A Python script that preprocesses markdown content to make it compatible with Pandoc's PDF conversion pipeline.

Features:

  • Converts footnotes to proper Pandoc citations ([^1] → [@ref1])
  • Consolidates duplicate references automatically
  • Fixes math expressions by converting dollar signs to proper LaTeX math delimiters (handles escaped \$, unescaped $, and mixed combinations)
  • Converts HTML center divs to LaTeX centering commands
  • Adds proper YAML front matter with bibliography entries
  • Supports multiple languages for citations

Usage:

# Basic usage (reads from stdin, outputs to stdout)
cat input.md | python3 perplexity-preprocess-md.py > output.md

# With language specification
cat input.md | python3 perplexity-preprocess-md.py -l de-DE > output.md

# Skip font fallback configuration
cat input.md | python3 perplexity-preprocess-md.py --no-fallback-fonts > output.md

# Available language options: en-US, de-DE, or shortcuts: en, de

2. perplexity-md-to-md

A bash function that performs basic markdown preprocessing, specifically fixing escaped math expressions.

Usage:

# Convert a markdown file
perplexity-md-to-md input.md
# Creates input-fixed.md in the same directory

3. perplexity-md-to-pdf

A bash function that converts markdown files directly to PDF using Pandoc with optimized settings for academic documents.

Features:

  • Automatic preprocessing using perplexity-preprocess-md.py
  • Two-column landscape layout for saving paper, unless the markdown contains tables (tables enforce one-column output)
  • Option to force single-column layout even when no tables are present
  • Option to force landscape orientation even when tables are present
  • Proper citation processing with --citeproc
  • Uses LuaLaTeX engine for better Unicode support with fallback fonts
  • Professional document formatting using the Eisvogel template
  • Syntax highlighting for code blocks
  • Configurable font selection (default: FreeSans)
  • Configurable language support

Usage:

# Convert to PDF with default settings (English)
perplexity-md-to-pdf document.md

# Convert with German language support
perplexity-md-to-pdf -l de document.md

# Convert with custom font
perplexity-md-to-pdf -f "Times New Roman" document.md

# Skip font fallback configuration
perplexity-md-to-pdf --no-fallback-fonts document.md

# Force single column layout
perplexity-md-to-pdf --single-column document.md

# Force landscape orientation even with tables
perplexity-md-to-pdf --landscape document.md

# Combine multiple options
perplexity-md-to-pdf -l de -f "DejaVu Serif" --no-fallback-fonts --single-column document.md

# Show help
perplexity-md-to-pdf --help

Installation

Prerequisites

  • Python 3.6+
  • Pandoc
  • LuaLaTeX (usually comes with TeXLive or MiKTeX)
  • Eisvogel template (see Eisvogel Template Installation below)
  • Bash shell (for the shell functions)
  • Font requirements (see Font Configuration section below)

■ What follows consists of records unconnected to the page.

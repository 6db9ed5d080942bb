//! DashScope adapters for Qwen/DeepSeek text generation and Qwen-VL vision.
//!
//! DashScope wraps messages in an `input` envelope and sampling parameters in
//! a `parameters` envelope; vision calls additionally carry the image as a
//! base64 data URL inside a content list.

use std::time::{Duration, Instant};

use async_trait::async_trait;
use base64::Engine;
use reqwest::header::{HeaderMap, HeaderValue, AUTHORIZATION, CONTENT_TYPE};
use serde::{Deserialize, Serialize};
use serde_json::json;

use super::error::{ErrorContext, GatewayError};
use super::types::{ChatOptions, ChatOutcome, Message, Role};
use super::{ChatBackend, VisionBackend};

fn build_client(api_key: &str, timeout: Duration) -> Result<reqwest::Client, GatewayError> {
    let mut headers = HeaderMap::new();
    headers.insert(CONTENT_TYPE, HeaderValue::from_static("application/json"));

    let auth_value = HeaderValue::from_str(&format!("Bearer {api_key}"))
        .map_err(|_| GatewayError::config("Invalid API key format"))?;
    headers.insert(AUTHORIZATION, auth_value);

    reqwest::Client::builder()
        .timeout(timeout)
        .default_headers(headers)
        .build()
        .map_err(|e| GatewayError::config(format!("Failed to create HTTP client: {e}")))
}

fn classify_status(
    backend: &str,
    status: u16,
    message: String,
    ctx: ErrorContext,
) -> GatewayError {
    match status {
        401 | 403 => GatewayError::auth_with_context(backend, message, ctx),
        429 => GatewayError::backend_with_context(backend, message, true, ctx),
        s => GatewayError::backend_with_context(backend, message, s >= 500, ctx),
    }
}

// =============================================================================
// TEXT GENERATION
// =============================================================================

/// Adapter for the DashScope text-generation endpoint (Qwen, DeepSeek).
#[derive(Debug, Clone)]
pub struct DashScopeAdapter {
    client: reqwest::Client,
    backend: String,
    base_url: String,
    model: String,
}

impl DashScopeAdapter {
    pub fn new(
        backend: impl Into<String>,
        api_key: impl Into<String>,
        base_url: impl Into<String>,
        model: impl Into<String>,
        timeout: Duration,
    ) -> Result<Self, GatewayError> {
        Ok(Self {
            client: build_client(&api_key.into(), timeout)?,
            backend: backend.into(),
            base_url: base_url.into(),
            model: model.into(),
        })
    }

    fn generation_url(&self) -> String {
        format!(
            "{}/services/aigc/text-generation/generation",
            self.base_url.trim_end_matches('/')
        )
    }
}

#[derive(Serialize)]
struct DsMessage {
    role: &'static str,
    content: String,
}

impl From<&Message> for DsMessage {
    fn from(m: &Message) -> Self {
        Self {
            role: match m.role {
                Role::System => "system",
                Role::User => "user",
                Role::Assistant => "assistant",
            },
            content: m.content.clone(),
        }
    }
}

#[derive(Deserialize)]
struct DsTextResponse {
    output: Option<DsOutput>,
    message: Option<String>,
    code: Option<String>,
}

#[derive(Deserialize)]
struct DsOutput {
    text: Option<String>,
}

#[async_trait]
impl ChatBackend for DashScopeAdapter {
    fn name(&self) -> &str {
        &self.backend
    }

    async fn chat(
        &self,
        messages: &[Message],
        options: ChatOptions,
    ) -> Result<ChatOutcome, GatewayError> {
        let start = Instant::now();

        let ds_messages: Vec<DsMessage> = messages.iter().map(DsMessage::from).collect();
        let body = json!({
            "model": self.model,
            "input": { "messages": ds_messages },
            "parameters": {
                "temperature": options.temperature,
                "max_tokens": options.max_tokens,
            }
        });

        let response = self
            .client
            .post(self.generation_url())
            .json(&body)
            .send()
            .await?;

        let status = response.status();
        let raw = super::read_capped_body(&self.backend, response).await?;
        let ctx = ErrorContext::new().with_status(status.as_u16());

        if !status.is_success() {
            let (message, ctx) = match serde_json::from_str::<DsTextResponse>(&raw) {
                Ok(parsed) => {
                    let ctx = if let Some(code) = parsed.code {
                        ctx.with_code(code)
                    } else {
                        ctx
                    };
                    (parsed.message.unwrap_or_default(), ctx)
                }
                Err(_) => (format!("HTTP {}", status.as_u16()), ctx),
            };
            return Err(classify_status(&self.backend, status.as_u16(), message, ctx));
        }

        let parsed: DsTextResponse = serde_json::from_str(&raw)
            .map_err(|e| GatewayError::backend(&self.backend, format!("Invalid JSON: {e}"), false))?;

        let text = parsed
            .output
            .and_then(|o| o.text)
            .ok_or_else(|| GatewayError::backend(&self.backend, "No output text", false))?;

        Ok(ChatOutcome {
            text,
            latency: start.elapsed(),
        })
    }
}

// =============================================================================
// VISION
// =============================================================================

/// System prompt for question extraction from images.
const VISION_SYSTEM: &str =
    "You are a professional chemistry assistant, skilled at recognizing and analyzing \
     chemistry problems.";

/// Default extraction instruction when the caller provides no hint.
const VISION_INSTRUCTION: &str =
    "Carefully analyze the chemistry problem in this image and extract the complete \
     problem statement. If the image contains chemical equations, molecular formulas, \
     or other chemical notation, transcribe them accurately.";

/// Adapter for the DashScope multimodal endpoint (Qwen-VL).
#[derive(Debug, Clone)]
pub struct DashScopeVisionAdapter {
    client: reqwest::Client,
    backend: String,
    base_url: String,
    model: String,
}

impl DashScopeVisionAdapter {
    pub fn new(
        backend: impl Into<String>,
        api_key: impl Into<String>,
        base_url: impl Into<String>,
        model: impl Into<String>,
        timeout: Duration,
    ) -> Result<Self, GatewayError> {
        Ok(Self {
            client: build_client(&api_key.into(), timeout)?,
            backend: backend.into(),
            base_url: base_url.into(),
            model: model.into(),
        })
    }

    fn generation_url(&self) -> String {
        format!(
            "{}/services/aigc/multimodal-generation/generation",
            self.base_url.trim_end_matches('/')
        )
    }
}

#[derive(Deserialize)]
struct DsVisionResponse {
    output: Option<DsVisionOutput>,
    message: Option<String>,
    code: Option<String>,
}

#[derive(Deserialize)]
struct DsVisionOutput {
    choices: Option<Vec<DsVisionChoice>>,
}

#[derive(Deserialize)]
struct DsVisionChoice {
    message: Option<DsVisionMessage>,
}

#[derive(Deserialize)]
struct DsVisionMessage {
    content: Option<serde_json::Value>,
}

/// The multimodal endpoint returns content as either a plain string or a
/// list of `{"text": ...}` fragments depending on model version.
fn extract_vision_text(content: serde_json::Value) -> Option<String> {
    match content {
        serde_json::Value::String(s) => Some(s),
        serde_json::Value::Array(items) => items.into_iter().find_map(|item| match item {
            serde_json::Value::String(s) => Some(s),
            serde_json::Value::Object(mut map) => match map.remove("text") {
                Some(serde_json::Value::String(s)) => Some(s),
                _ => None,
            },
            _ => None,
        }),
        _ => None,
    }
}

#[async_trait]
impl VisionBackend for DashScopeVisionAdapter {
    fn name(&self) -> &str {
        &self.backend
    }

    async fn extract(
        &self,
        image_bytes: &[u8],
        hint: Option<&str>,
        options: ChatOptions,
    ) -> Result<ChatOutcome, GatewayError> {
        if image_bytes.is_empty() {
            return Err(GatewayError::invalid_request("empty image payload"));
        }

        let start = Instant::now();
        let image_b64 = base64::engine::general_purpose::STANDARD.encode(image_bytes);

        let instruction = hint.unwrap_or(VISION_INSTRUCTION);
        let body = json!({
            "model": self.model,
            "input": {
                "messages": [
                    {
                        "role": "system",
                        "content": [{ "text": VISION_SYSTEM }]
                    },
                    {
                        "role": "user",
                        "content": [
                            { "image": format!("data:image/jpeg;base64,{image_b64}") },
                            { "text": instruction }
                        ]
                    }
                ]
            },
            "parameters": {
                "temperature": options.temperature,
            }
        });

        let response = self
            .client
            .post(self.generation_url())
            .json(&body)
            .send()
            .await?;

        let status = response.status();
        let raw = super::read_capped_body(&self.backend, response).await?;
        let ctx = ErrorContext::new().with_status(status.as_u16());

        if !status.is_success() {
            let (message, ctx) = match serde_json::from_str::<DsVisionResponse>(&raw) {
                Ok(parsed) => {
                    let ctx = if let Some(code) = parsed.code {
                        ctx.with_code(code)
                    } else {
                        ctx
                    };
                    (parsed.message.unwrap_or_default(), ctx)
                }
                Err(_) => (format!("HTTP {}", status.as_u16()), ctx),
            };
            return Err(classify_status(&self.backend, status.as_u16(), message, ctx));
        }

        let parsed: DsVisionResponse = serde_json::from_str(&raw)
            .map_err(|e| GatewayError::backend(&self.backend, format!("Invalid JSON: {e}"), false))?;

        let text = parsed
            .output
            .and_then(|o| o.choices)
            .and_then(|c| c.into_iter().next())
            .and_then(|c| c.message)
            .and_then(|m| m.content)
            .and_then(extract_vision_text)
            .ok_or_else(|| GatewayError::backend(&self.backend, "No extracted text", false))?;

        Ok(ChatOutcome {
            text,
            latency: start.elapsed(),
        })
    }
}

#[cfg(test)]
mod tests {
    use super::*;

    #[test]
    fn vision_text_from_plain_string() {
        let v = serde_json::json!("the problem text");
        assert_eq!(extract_vision_text(v).as_deref(), Some("the problem text"));
    }

    #[test]
    fn vision_text_from_fragment_list() {
        let v = serde_json::json!([{"text": "extracted"}, {"text": "ignored"}]);
        assert_eq!(extract_vision_text(v).as_deref(), Some("extracted"));
    }

    #[test]
    fn vision_text_missing() {
        let v = serde_json::json!([{"image": "data:..."}]);
        assert_eq!(extract_vision_text(v), None);
    }
}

Eisvogel Template Installation

The perplexity-md-to-pdf tool requires the Eisvogel Pandoc LaTeX template for PDF generation. This template provides professional document formatting with support for syntax highlighting, tables, and other advanced features.

Installation:

  1. Download the template:

    # Download the latest eisvogel.latex template
    curl -L https://raw.githubusercontent.com/Wandmalfarbe/pandoc-latex-template/master/eisvogel.latex -o eisvogel.latex
  2. Install to Pandoc templates directory:

    # Create pandoc templates directory if it doesn't exist
    mkdir -p ~/.pandoc/templates
    
    # Move the template to the pandoc templates directory
    mv eisvogel.latex ~/.pandoc/templates/

Alternative installation methods:

Note: The template must be accessible to Pandoc. Common locations where Pandoc looks for templates:

  • ~/.pandoc/templates/eisvogel.latex
  • ~/.local/share/pandoc/templates/eisvogel.latex
  • /usr/share/pandoc/data/templates/eisvogel.latex
  • Current directory (./eisvogel.latex)

Setup

  1. Clone this repository:
git clone <repository-url>
cd perplexity-tools
  1. Run the automated installation script:
./install.sh

The installation script will:

  • Install the Python script (perplexity-preprocess-md.py) to your local binary directory
  • Install the shell functions (perplexity-md-to-md and perplexity-md-to-pdf) to your shell function directory
  • Detect your shell (bash/zsh) and provide instructions for loading the functions
  1. Follow the instructions provided by the installer to add the shell functions to your shell configuration file (~/.bashrc or ~/.zshrc).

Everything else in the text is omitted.